> [Instructions for the task]: Quote exactly the lines spanning from the top of the data below to the line that contains "pub struct WorkbookReader", including both.

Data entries
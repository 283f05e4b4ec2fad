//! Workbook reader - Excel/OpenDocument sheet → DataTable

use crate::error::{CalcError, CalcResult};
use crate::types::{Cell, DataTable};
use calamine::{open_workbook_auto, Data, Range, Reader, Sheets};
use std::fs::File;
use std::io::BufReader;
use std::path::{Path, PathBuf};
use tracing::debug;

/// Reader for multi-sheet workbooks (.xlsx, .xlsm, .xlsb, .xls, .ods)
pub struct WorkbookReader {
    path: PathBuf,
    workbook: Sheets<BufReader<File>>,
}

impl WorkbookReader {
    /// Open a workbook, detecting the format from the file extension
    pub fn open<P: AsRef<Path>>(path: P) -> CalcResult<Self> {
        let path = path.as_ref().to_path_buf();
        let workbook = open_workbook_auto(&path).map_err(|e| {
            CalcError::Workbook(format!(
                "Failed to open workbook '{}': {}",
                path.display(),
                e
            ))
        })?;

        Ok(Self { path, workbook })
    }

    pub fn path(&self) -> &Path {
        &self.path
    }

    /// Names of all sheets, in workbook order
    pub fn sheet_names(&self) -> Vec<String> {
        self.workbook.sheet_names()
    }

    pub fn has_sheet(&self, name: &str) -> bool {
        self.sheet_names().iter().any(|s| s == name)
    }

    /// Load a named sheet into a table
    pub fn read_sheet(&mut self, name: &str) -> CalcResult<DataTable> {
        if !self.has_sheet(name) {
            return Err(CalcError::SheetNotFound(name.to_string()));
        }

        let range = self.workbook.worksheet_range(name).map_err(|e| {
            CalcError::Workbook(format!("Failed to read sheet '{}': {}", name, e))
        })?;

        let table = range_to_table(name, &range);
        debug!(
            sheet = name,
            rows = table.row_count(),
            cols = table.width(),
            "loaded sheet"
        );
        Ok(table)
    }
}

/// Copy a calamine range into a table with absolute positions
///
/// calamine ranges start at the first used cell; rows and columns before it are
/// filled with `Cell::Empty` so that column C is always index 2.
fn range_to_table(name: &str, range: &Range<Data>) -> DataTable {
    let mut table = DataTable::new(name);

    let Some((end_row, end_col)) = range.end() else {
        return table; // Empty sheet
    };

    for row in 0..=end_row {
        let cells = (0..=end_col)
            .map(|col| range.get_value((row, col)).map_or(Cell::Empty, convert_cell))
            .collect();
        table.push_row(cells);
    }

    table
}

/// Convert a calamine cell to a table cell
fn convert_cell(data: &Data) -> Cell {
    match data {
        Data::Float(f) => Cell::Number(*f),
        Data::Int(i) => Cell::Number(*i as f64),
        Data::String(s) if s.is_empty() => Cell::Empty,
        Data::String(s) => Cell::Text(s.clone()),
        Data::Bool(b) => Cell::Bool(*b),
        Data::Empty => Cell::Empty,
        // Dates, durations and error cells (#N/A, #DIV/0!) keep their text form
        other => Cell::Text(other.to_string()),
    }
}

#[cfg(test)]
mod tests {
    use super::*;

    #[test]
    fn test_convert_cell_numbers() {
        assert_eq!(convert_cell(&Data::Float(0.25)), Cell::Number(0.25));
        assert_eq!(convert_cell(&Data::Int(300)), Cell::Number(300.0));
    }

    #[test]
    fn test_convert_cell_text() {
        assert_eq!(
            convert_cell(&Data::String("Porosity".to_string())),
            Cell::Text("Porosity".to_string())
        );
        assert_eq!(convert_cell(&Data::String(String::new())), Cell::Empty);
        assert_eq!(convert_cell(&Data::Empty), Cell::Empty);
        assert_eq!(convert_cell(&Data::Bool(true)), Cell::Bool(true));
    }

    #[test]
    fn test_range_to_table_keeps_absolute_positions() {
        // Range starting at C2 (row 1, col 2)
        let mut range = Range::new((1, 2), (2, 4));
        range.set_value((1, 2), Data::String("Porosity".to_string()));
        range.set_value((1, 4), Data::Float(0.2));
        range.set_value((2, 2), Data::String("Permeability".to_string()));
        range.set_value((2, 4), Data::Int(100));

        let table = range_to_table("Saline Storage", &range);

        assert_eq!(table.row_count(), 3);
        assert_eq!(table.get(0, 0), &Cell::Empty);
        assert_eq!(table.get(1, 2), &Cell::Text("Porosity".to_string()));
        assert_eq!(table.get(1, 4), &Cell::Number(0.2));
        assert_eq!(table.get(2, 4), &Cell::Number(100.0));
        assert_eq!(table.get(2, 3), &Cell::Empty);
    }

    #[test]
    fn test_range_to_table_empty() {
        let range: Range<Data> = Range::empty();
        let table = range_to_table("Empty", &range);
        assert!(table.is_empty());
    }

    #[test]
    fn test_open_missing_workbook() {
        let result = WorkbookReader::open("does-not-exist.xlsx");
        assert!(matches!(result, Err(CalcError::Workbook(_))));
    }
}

> [Answer to the problem]:
repository 283f05e4b4ec2fad
//! Workbook reader - Excel/OpenDocument sheet → DataTable

use crate::error::{CalcError, CalcResult};
use crate::types::{Cell, DataTable};
use calamine::{open_workbook_auto, Data, Range, Reader, Sheets};
use std::fs::File;
use std::io::BufReader;
use std::path::{Path, PathBuf};
use tracing::debug;

/// Reader for multi-sheet workbooks (.xlsx, .xlsm, .xlsb, .xls, .ods)
pub struct WorkbookReader {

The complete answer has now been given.